L’Aérosol réconcilie, temporairement, la SNCF et le graffiti

SNCF immobilier a inauguré, le 31 août 2017, un nouveau site d’occupation temporaire rue de l’Evangile (18e arr.) dédié, pour six mois, au graffiti.

Entre les dessins à la bombe qui ornent les murs et la piste de roller ornée de sa boule à facettes, il règne en cet fin août un air d’années 1980 dans ce hangar qui longe le faisceau ferroviaire. Les trains ont longtemps été le terrain de jeu favori des artistes du graffiti. Quant au 18e arrondissement, il est le berceau de la culture hip-hop (*) en France. « La mémoire et l’éthique, les valeurs essentielles/Celles qui créent encore l’étincelle lorsque je me rappelle/Les premières heures du terrain vague de La Chapelle/A l’époque les héros s’appelait Actuel », chantait Kool Shen du groupe Suprême NTM dans « Tout n’est pas si facile » en 1995.

L'Aérosol

SNCF immobilier a confié, pour six mois, l’animation de la Halle Hébert à Polybrid et Maquis’Art. © JGP

A un jet de pierre de ce mythique terrain vague et à quelques pas de la plus récente station Rosa Parks, l’artiste dionysien – qui a « passé son adolescence » à tagger des wagons, confie-t-il sur ce morceau – pourra retrouver, jusqu’à début 2018, d’autres héros de cette culture qu’il n’a jamais cessé de défendre. Un Musée du street art vient en effet d’y ouvrir, regroupant de nombreuses œuvres issues de collections privées de légendes du graffiti, telles que Banksy, Phase2, Jonone ou Dondi White.

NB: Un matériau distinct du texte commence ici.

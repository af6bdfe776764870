use crate::api::{contest_url, ranking_url};
use crate::components::contest::countdown::Countdown;
use crate::components::contest::join_form::JoinControls;
use crate::components::contest::labels::ContestLabels;
use shared::{format_start, format_window, ContestDto, ParticipationDto};
use yew::prelude::*;

/// Which segment a contest row is rendered in; decides the countdown
/// seed and its caption.
#[derive(Clone, Copy, PartialEq)]
pub enum ContestPhase {
    Ongoing,
    Upcoming,
}

/// User count, linked to the scoreboard when the viewer may see it.
fn user_count_html(contest: &ContestDto) -> Html {
    let text = format!(
        "{} user{}",
        contest.user_count,
        if contest.user_count == 1 { "" } else { "s" }
    );
    if contest.can_see_own_scoreboard {
        html! {
            <a href={ranking_url(&contest.key)} class="text-blue-600 hover:text-blue-800">
                {text}
            </a>
        }
    } else {
        html! { <span class="text-gray-500">{text}</span> }
    }
}

fn length_html(contest: &ContestDto) -> Html {
    let caption = if contest.has_window() { "window" } else { "length" };
    html! {
        <span class="text-xs text-gray-600">
            {caption}{": "}{format_window(contest.length_secs())}
        </span>
    }
}

#[derive(Properties, PartialEq)]
pub struct ContestRowProps {
    pub contest: ContestDto,
    pub phase: ContestPhase,
    #[prop_or_default]
    pub authenticated: bool,
    #[prop_or_default]
    pub csrf_token: String,
}

/// One ongoing or upcoming contest: name link, labels, schedule facts on
/// the left; countdown and join controls on the right.
#[function_component(ContestRow)]
pub fn contest_row(props: &ContestRowProps) -> Html {
    let contest = &props.contest;

    let (caption, seconds) = match props.phase {
        ContestPhase::Ongoing => ("Ends in", contest.time_until_end_secs.unwrap_or(0)),
        ContestPhase::Upcoming => ("Starting in", contest.time_until_start_secs.unwrap_or(0)),
    };

    html! {
        <div class="contest-row flex flex-col md:flex-row md:items-center justify-between gap-3 px-6 py-4">
            <div class="min-w-0">
                <a href={contest_url(&contest.key)} class="text-sm font-medium text-gray-900 hover:text-blue-700">
                    {contest.name.clone()}
                </a>
                <div class="mt-1 flex flex-wrap items-center gap-2">
                    <ContestLabels contest={contest.clone()} />
                </div>
                <div class="mt-1 flex flex-wrap items-center gap-3 text-xs text-gray-600">
                    <span>{format_start(&contest.start_time)}</span>
                    {length_html(contest)}
                    {user_count_html(contest)}
                </div>
            </div>
            <div class="flex items-center gap-4 shrink-0">
                <div class="text-right">
                    <div class="text-xs text-gray-500">{caption}</div>
                    <Countdown seconds={seconds} class={classes!("text-sm", "text-gray-900")} />
                </div>
                <JoinControls
                    contest={contest.clone()}
                    authenticated={props.authenticated}
                    csrf_token={props.csrf_token.clone()}
                />
            </div>
        </div>
    }
}

#[derive(Properties, PartialEq)]
pub struct ParticipationRowProps {
    pub participation: ParticipationDto,
}

/// One of the viewer's active enrollments: the contest and how long they
/// have left in their window.
#[function_component(ParticipationRow)]
pub fn participation_row(props: &ParticipationRowProps) -> Html {
    let contest = &props.participation.contest;

    html! {
        <div class="participation-row flex flex-col md:flex-row md:items-center justify-between gap-3 px-6 py-4">
            <div class="min-w-0">
                <a href={contest_url(&contest.key)} class="text-sm font-medium text-gray-900 hover:text-blue-700">
                    {contest.name.clone()}
                </a>
                <div class="mt-1 flex flex-wrap items-center gap-2">
                    <ContestLabels contest={contest.clone()} />
                </div>
                <div class="mt-1 text-xs text-gray-600">
                    {user_count_html(contest)}
                </div>
            </div>
            <div class="text-right shrink-0">
                <div class="text-xs text-gray-500">{"Time remaining"}</div>
                <Countdown
                    seconds={props.participation.time_remaining_secs}
                    class={classes!("text-sm", "text-gray-900")}
                />
            </div>
        </div>
    }
}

Le Musée de street art de L’Aérosol regroupe de nombreuses œuvres issues de collections privées de légendes du graffiti, telles que Banksy, Phase2, Jonone ou Dondi White. © JGP

Pour donner un écrin à la hauteur de cette exposition, Polybrid et Maquis’Art – à qui la SNCF a confié l’animation des lieux – disposent de 300 m de murs mis à la disposition de nombreux graffeurs contemporains qui y expriment librement leur créativité depuis début août. Les vastes fresques (immortalisées sur Internet) évolueront en permanence pendant les six mois d’occupation temporaire du site baptisé logiquement L’Aérosol. Les habitants en profitent déjà depuis un mois, entre un verre servi au bar ou la restauration proposée par les foodtrucks, voire pendant quelques pas de danse esquissés sur des patins à roulettes.

Futur quartier de 15 000 habitants

Bâti au XIXe siècle pour relier les gares du Nord et de l’Est, le site de la rue de l’Evangile, sous le nom de Halle Hébert, a connu diverses fortunes en lien avec l’histoire du fret ferroviaire. Dans les années 1970, le secteur en perte de vitesse laisse place à de la logistique urbaine. Avec le départ de Tafanel début 2017, c’est un nouveau chapitre qui s’ouvre pour les 7 000 m2 de cette emprise propriété de la SNCF.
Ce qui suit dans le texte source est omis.